十二月初五的柳州,正午的阳光把聚宝螺蛳粉店的招牌晒得发亮。李可佳穿着浅灰连帽卫衣,卫衣帽子上别着在酸笋作坊买的「陶坛形状」金属徽章——徽章边缘还沾着昨夜蹭到的酸笋汤汁,此刻随着她蹲在店门口的动作,轻轻晃过玻璃橱窗里的「螺蛳粉模型」,惊起几只停在辣油瓶上的苍蝇。骆梓淇背着相机缩着脖子跟在身后,镜头对准店内蒸腾的热气,辣油的红与酸笋的褐,在雾中织成「热烈的网」。
一、巷口辣香与「粉香前奏」
「聚宝螺蛳粉」的木门半开着,店内的石磨盘上堆着新鲜米浆,师傅阿强正用铜勺将米浆浇在蒸布上——蒸汽腾起时,米浆凝成透亮的粉皮,「螺蛳粉的粉要『韧而不糯』,选籼米磨浆,蒸制时火要猛,20秒就得揭布,慢了粉软塌,快了粉夹生。」他提起蒸布一抖,粉皮滑进竹篾筐,切成粗细均匀的米粉,根根挂着「米香的光泽」。

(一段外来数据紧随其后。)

//! Builder API for indexing a project directory.
//!
//! ```rust,ignore
//! use constviz_core::prelude::*;
//!
//! let project = Constviz::new("/path/to/solution")
//!     .visual_basic(true)
//!     .exclude_dirs(["Generated"])
//!     .index()?;
//!
//! println!("{} constants", project.index.len());
//! ```

use std::path::PathBuf;

use anyhow::{Context, Result};

use crate::config::{load_config, ConstvizConfig};
use crate::error::ConstvizError;
use crate::index::{ConstantIndex, RebuildSummary};
use crate::scan::{gather_source_files, load_units};

/// Builder for indexing every constant under a project root.
#[derive(Debug, Clone)]
pub struct Constviz {
    root: PathBuf,
    /// Explicit configuration; `None` loads `constviz.toml` from the root
    config: Option<ConstvizConfig>,
    csharp: Option<bool>,
    visual_basic: Option<bool>,
    excluded_dirs: Vec<String>,
}

/// Result of [`Constviz::index`].
#[derive(Debug)]
pub struct ProjectIndex {
    pub index: ConstantIndex,
    pub summary: RebuildSummary,
    /// Configuration in effect, overrides applied
    pub config: ConstvizConfig,
    pub files: Vec<PathBuf>,
}

impl Constviz {
    pub fn new(root: impl Into<PathBuf>) -> Self {
        Self {
            root: root.into(),
            config: None,
            csharp: None,
            visual_basic: None,
            excluded_dirs: Vec::new(),
        }
    }

    /// Use `config` instead of reading `constviz.toml`.
    pub fn with_config(mut self, config: ConstvizConfig) -> Self {
        self.config = Some(config);
        self
    }

    /// Override the C# toggle.
    pub fn csharp(mut self, enabled: bool) -> Self {
        self.csharp = Some(enabled);
        self
    }

    /// Override the Visual Basic toggle.
    pub fn visual_basic(mut self, enabled: bool) -> Self {
        self.visual_basic = Some(enabled);
        self
    }

    /// Add directories to exclude from scanning.
    pub fn exclude_dirs(mut self, dirs: impl IntoIterator<Item = impl Into<String>>) -> Self {
        self.excluded_dirs.extend(dirs.into_iter().map(Into::into));
        self
    }

    /// The configuration with every override applied.
    pub fn resolve_config(&self) -> Result<ConstvizConfig> {
        let mut config = match &self.config {
            Some(config) => config.clone(),
            None => load_config(&self.root)?.unwrap_or_default(),
        };
        if let Some(enabled) = self.csharp {
            config.languages.csharp = enabled;
        }
        if let Some(enabled) = self.visual_basic {
            config.languages.visual_basic = enabled;
        }
        config.scan.exclude.extend(self.excluded_dirs.iter().cloned());
        Ok(config)
    }

    /// Scans the root and rebuilds a fresh index over every source file.
    pub fn index(&self) -> Result<ProjectIndex> {
        if !self.root.is_dir() {
            return Err(ConstvizError::invalid_argument(format!(
                "project root {} is not a directory",
                self.root.display()
            ))
            .into());
        }
        let config = self.resolve_config()?;

        let excludes: Vec<&str> = config.scan.exclude.iter().map(String::as_str).collect();
        let files = gather_source_files(&self.root, &excludes)
            .context("Failed to gather source files")?;
        let units = load_units(&files);

        let mut index = ConstantIndex::new();
        let summary = index
            .rebuild_all(units, &config)
            .context("Failed to rebuild constant index")?;

        Ok(ProjectIndex {
            index,
            summary,
            config,
            files,
        })
    }
}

调料台前,玻璃罐里码着酸笋、酸豆角、炸花生、油辣椒——酸笋泡得金黄,咬一口「脆嫩带臭」;炸花生裹着辣油,在阳光下泛着红光。李可佳蹲在台前,看阿强师傅炒辣油:菜籽油烧至八成热,倒入干辣椒、花椒、八角、桂皮,「滋啦」声里,辣味混着香料香腾起,「辣油要炒『三起三落』——辣椒段先炸至微焦,捞出放凉,再复炸两次,辣味才够『透骨』,最后泼在酸笋汤里,红亮不糊,香而不呛。」
二、汤头熬制的「鲜辣变奏」
铁锅里的猪骨汤滚着泡,阿强师傅往汤里加酸笋、酸豆角、木耳丝,「螺蛳粉的汤头要『鲜、酸、辣、臭』四味合一——猪骨熬8小时出白汤,酸笋提『臭香』,辣油提『热烈』,最后加勺螺肉膏,鲜得掉眉毛。」他往碗里铺米粉,浇上红亮的汤头,汤面上的辣油划成螺旋纹,像给「柳州的热情」,添了笔「浓烈的注脚」。
「加个炸蛋和鸭脚吧,炸蛋吸饱汤,鸭脚炖得烂,配粉绝了。」阿强师傅递过竹筷,李可佳接过时,能感受到筷子上残留的辣油温度,「以前柳州人吃粉,蹲在马路牙子上,端着碗吸溜,辣油溅到围裙上,回家被老婆骂『又吃臭粉』,但第二天照样来——这辣油啊,就跟柳州的脾气似的,热烈得让人忘不了。」
三、粉香入口的「热烈暴击」
挑起一筷子米粉,粉身挂着红亮的辣油,酸笋和花生碎簌簌掉落——嗦粉时,米粉的「韧滑」先触到舌尖,汤头的「鲜酸」紧随其后,辣油的「烈」在舌根炸开,最后是酸笋的「臭香」涌进鼻腔,四种味道在口腔里「打架」,却又奇妙地融合:前调是「舌尖的狂欢」,中调是「喉头的热辣」,尾调是「鼻腔的回甘」,像在柳州的街头,突然撞见一场「味觉的暴雨」——热烈中带着酣畅,酣畅里藏着上瘾,就像柳州的夏天,哪怕酷热难耐,也要来碗螺蛳粉「冒汗过瘾」。